And finally. We started, so we'll finish with it. T 499 a LPTB bodied AEC Regal from 1938, made its 'heritage' debut at the 2013 pre-Christmas running day but in quite a different guise. Then it appeared in an allover grey livery as it depicted the time during the 2nd World War, when several of the type were requisitioned as ambulances for the United States forces. 
However, by the 2014 event it had been restored to this fine Green Line livery, and was sort of back to its roots (or should that be routes), the signboard on the sides above the windows showing that the type once operated over the local Essex route Z from Grays to London. Hall Lane in Harold Wood played host to the coach as it conveyed a full loading of passengers between Brentwood and Upminster Station. 

Watch for news of the 2015 event when we become aware of the date and details during next year.


Wednesday, 19 November 2014


Ken Jones has been on his travels again, visiting more private light railways.

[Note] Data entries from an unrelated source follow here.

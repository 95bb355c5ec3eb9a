//! # Seed Data Generator
//!
//! Populates the database with a demo catalog for development.
//!
//! ## Usage
//! ```bash
//! # Seed ./printwise_dev.db
//! cargo run -p printwise-db --bin seed
//!
//! # Specify database path and also create a demo quote
//! cargo run -p printwise-db --bin seed -- --db ./data/printwise.db --with-quote
//! ```
//!
//! ## Generated Records
//! - Clients: a few local businesses
//! - Products: small format (price per unit) and large format (price per m²)
//! - Finishings: multipliers and flat surcharges for each applicability
//!
//! Records are upserted by id, so running the seed twice is harmless.

use printwise_core::{
    Applicability, Client, ClientId, Finishing, FinishingId, Money, PriceRequest, PrintJob,
    Product, ProductFormat, ProductId, RequestContext,
};
use printwise_db::{Database, DbConfig, QuoteDraft, QuoteService};
use rust_decimal::Decimal;
use std::env;

const CLIENTS: &[(i64, &str, &str)] = &[
    (1, "Panadería Sol", "pedidos@panaderiasol.example"),
    (2, "Taller Ruiz", "info@tallerruiz.example"),
    (3, "Club Deportivo Norte", "secretaria@cdnorte.example"),
];

/// (id, name, format, base price in cents)
const PRODUCTS: &[(i64, &str, ProductFormat, i64)] = &[
    (1, "Flyer A5", ProductFormat::Small, 45),
    (2, "Business cards", ProductFormat::Small, 12),
    (3, "Poster A3", ProductFormat::Small, 180),
    (4, "Vinyl banner", ProductFormat::Large, 1800),
    (5, "Roll-up canvas", ProductFormat::Large, 3200),
];

/// (id, name, is_multiplier, factor as (mantissa, scale), applicability)
const FINISHINGS: &[(i64, &str, bool, (i64, u32), Applicability)] = &[
    (1, "Matte lamination", true, (120, 2), Applicability::Both),
    (2, "Spot UV", true, (135, 2), Applicability::Small),
    (3, "Rounded corners", false, (5, 2), Applicability::Small),
    (4, "Eyelets every 50cm", false, (350, 2), Applicability::Large),
    (5, "Welded hem", false, (600, 2), Applicability::Large),
];

#[tokio::main]
async fn main() -> Result<(), Box<dyn std::error::Error>> {
    let args: Vec<String> = env::args().collect();

    let mut db_path = String::from("./printwise_dev.db");
    let mut with_quote = false;
    let mut app_url = String::from("http://localhost:8080");

    let mut i = 1;
    while i < args.len() {
        match args[i].as_str() {
            "--db" | "-d" => {
                if i + 1 < args.len() {
                    db_path = args[i + 1].clone();
                    i += 1;
                }
            }
            "--app-url" => {
                if i + 1 < args.len() {
                    app_url = args[i + 1].trim_end_matches('/').to_string();
                    i += 1;
                }
            }
            "--with-quote" | "-q" => with_quote = true,
            "--help" | "-h" => {
                println!("PrintWise Seed Data Generator");
                println!();
                println!("Usage: seed [OPTIONS]");
                println!();
                println!("Options:");
                println!("  -d, --db <PATH>      Database file path (default: ./printwise_dev.db)");
                println!("  -q, --with-quote     Also create a demo quote and print its share link");
                println!("      --app-url <URL>  Base URL for the share link (default: http://localhost:8080)");
                println!("  -h, --help           Show this help message");
                return Ok(());
            }
            _ => {}
        }
        i += 1;
    }

    println!("🌱 PrintWise Seed Data Generator");
    println!("================================");
    println!("Database: {}", db_path);
    println!();

    let db = Database::new(DbConfig::new(&db_path)).await?;

    println!("✓ Connected to database");
    println!("✓ Migrations applied");

    let catalog = db.catalog();

    for (id, name, email) in CLIENTS {
        catalog
            .upsert_client(&Client {
                id: ClientId(*id),
                name: name.to_string(),
                email: Some(email.to_string()),
            })
            .await?;
    }
    println!("✓ {} clients", CLIENTS.len());

    for (id, name, format, cents) in PRODUCTS {
        catalog
            .upsert_product(&Product {
                id: ProductId(*id),
                name: name.to_string(),
                format: *format,
                base_price: Money::from_cents(*cents),
                active: true,
            })
            .await?;
    }
    println!("✓ {} products", PRODUCTS.len());

    for (id, name, is_multiplier, (mantissa, scale), applicability) in FINISHINGS {
        catalog
            .upsert_finishing(&Finishing {
                id: FinishingId(*id),
                name: name.to_string(),
                is_multiplier: *is_multiplier,
                price_factor: Decimal::new(*mantissa, *scale),
                applicability: *applicability,
                active: true,
            })
            .await?;
    }
    println!("✓ {} finishings", FINISHINGS.len());

    if with_quote {
        let service = QuoteService::new(db.clone());
        let draft = QuoteDraft {
            client_id: ClientId(1),
            title: "Spring opening flyers".to_string(),
            description: Some("A5, 4/4, matte lamination".to_string()),
            pricing: PriceRequest {
                product_id: ProductId(1),
                job: PrintJob::Small {
                    quantity: 500,
                    colors: 4,
                },
                finishing_ids: vec![FinishingId(1)],
            },
        };

        let created = service.create_quote(&RequestContext::staff(0), &draft).await?;
        println!();
        println!(
            "✓ Demo quote #{}: {} total",
            created.quote.id,
            created.quote.total_price.format_eur()
        );
        println!(
            "  Share link: {}/quotes/view/{}",
            app_url,
            created.quote.token.as_str()
        );
    }

    db.close().await;

    println!();
    println!("✓ Seed complete!");

    Ok(())
}
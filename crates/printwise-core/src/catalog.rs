//! # Catalog Access
//!
//! The pricing calculator needs products and finishings by id and nothing
//! else. [`Catalog`] is that seam: the database layer loads a
//! [`CatalogSnapshot`] inside the request's transaction, tests build one by
//! hand.

use std::collections::HashMap;

use crate::types::{Finishing, FinishingId, Product, ProductId};

/// Read-only lookup of catalog records by id.
pub trait Catalog {
    fn product(&self, id: ProductId) -> Option<&Product>;
    fn finishing(&self, id: FinishingId) -> Option<&Finishing>;
}

/// In-memory catalog holding exactly the records one request needs.
#[derive(Debug, Clone, Default)]
pub struct CatalogSnapshot {
    products: HashMap<ProductId, Product>,
    finishings: HashMap<FinishingId, Finishing>,
}

impl CatalogSnapshot {
    pub fn new() -> Self {
        Self::default()
    }

    pub fn with_product(mut self, product: Product) -> Self {
        self.insert_product(product);
        self
    }

    pub fn with_finishing(mut self, finishing: Finishing) -> Self {
        self.insert_finishing(finishing);
        self
    }

    pub fn insert_product(&mut self, product: Product) {
        self.products.insert(product.id, product);
    }

    pub fn insert_finishing(&mut self, finishing: Finishing) {
        self.finishings.insert(finishing.id, finishing);
    }
}

impl Catalog for CatalogSnapshot {
    fn product(&self, id: ProductId) -> Option<&Product> {
        self.products.get(&id)
    }

    fn finishing(&self, id: FinishingId) -> Option<&Finishing> {
        self.finishings.get(&id)
    }
}

// =============================================================================
// Unit Tests
// =============================================================================

#[cfg(test)]
mod tests {
    use super::*;
    use crate::money::Money;
    use crate::types::{Applicability, ProductFormat};
    use rust_decimal::Decimal;

    #[test]
    fn test_snapshot_lookup() {
        let catalog = CatalogSnapshot::new()
            .with_product(Product {
                id: ProductId(1),
                name: "Business cards".to_string(),
                format: ProductFormat::Small,
                base_price: Money::from_cents(1000),
                active: true,
            })
            .with_finishing(Finishing {
                id: FinishingId(3),
                name: "Lamination".to_string(),
                is_multiplier: true,
                price_factor: Decimal::new(15, 1),
                applicability: Applicability::Both,
                active: true,
            });

        assert_eq!(catalog.product(ProductId(1)).unwrap().name, "Business cards");
        assert!(catalog.product(ProductId(2)).is_none());
        assert!(catalog.finishing(FinishingId(3)).is_some());
        assert!(catalog.finishing(FinishingId(1)).is_none());
    }
}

The Moseley Railway Trust 
Located at Apedale in Staffordshire The Moseley Railway Trust has an historic collection of industrial narrow gauge locomotives and artefacts.It became established in 2006 at Apedale but can trace its roots back to 1969 as a railway society at Moselely Hall Grammar School for boys in Cheadle Cheshire. It has 4 steam locomotives and numerous narrow gauge diesels.
Picture 1 below This is Kerr Stuart & Co Ltd 0-6-0WT + TOC known as "Joffre" or "Decauville" class locomotive and was built in 1916. It was ordered by the French Commission for their artillery railways and was delivered new to Nantes. Kerr Stuart built 70 of these locomotives of this type in Stoke on Trent. It was repatriated to the UK in 1974. Following a chequered history in preservation it joined the Moseley collection in 1998 and restoration was completed in 2011. A problem with a cylinder has seen it out of use for much of the last 2 years and a new cylinder has been cast.
Picture 2 below This is Kerr Stuart & Co Ltd 0-4-0STOC known as "Tattoo" class and date from 1917. Used by civil engineers / contractors Holloway Brothers up until 1930 when it was bought by Durham County Water Board for use on the Burnhope Reservoir contract. Six "Tattoo" locomotives were used on this project and all were given names after local villages such as Stanhope, which the locomotive has carried ever since. In the 1990s the locomotive was in parts and these were sold separately to various bodies. In 1999 they had all been reunited and restoration completed. It moved to Apedale in 2010. Behind the locomotive is the large War Department Light Railways water tank wagon, used originally to supply water to front line positions in WW1

Apedale Valley Light Railway
This is a 2 ft gauge line in the Apedale Valley Country Park at Chesterton in Staffordshire, next to the Apedale Heritage Centre and the Moseley Railway Collection whose locomotives and stock are used on the short running line.
Picture 1 below is Hudson Brakevan NGB 8502 [works number 200870059]. This brakevan and two similar ones were built by Hudson Raletrux [immediate successors to Robert Hudson Ltd] at their Ilkeston works in 1991 for the British army's Chilmark ordnance depot in Wilshire. it is likely that this was one of the last carriages built under the Hudson brand in the UK.
Picture 2 below is Baguley Drewry 4WDH of 1982. It has Brockhouse transmission - no clutch or gears. It was built as a 30 inch gauge locomotive for the RN armament depot at Trecwmn in South Wales. It entered preservation in 2009 and was regauged at the Statfold Barn Railway and arrived at Apedale in 2010.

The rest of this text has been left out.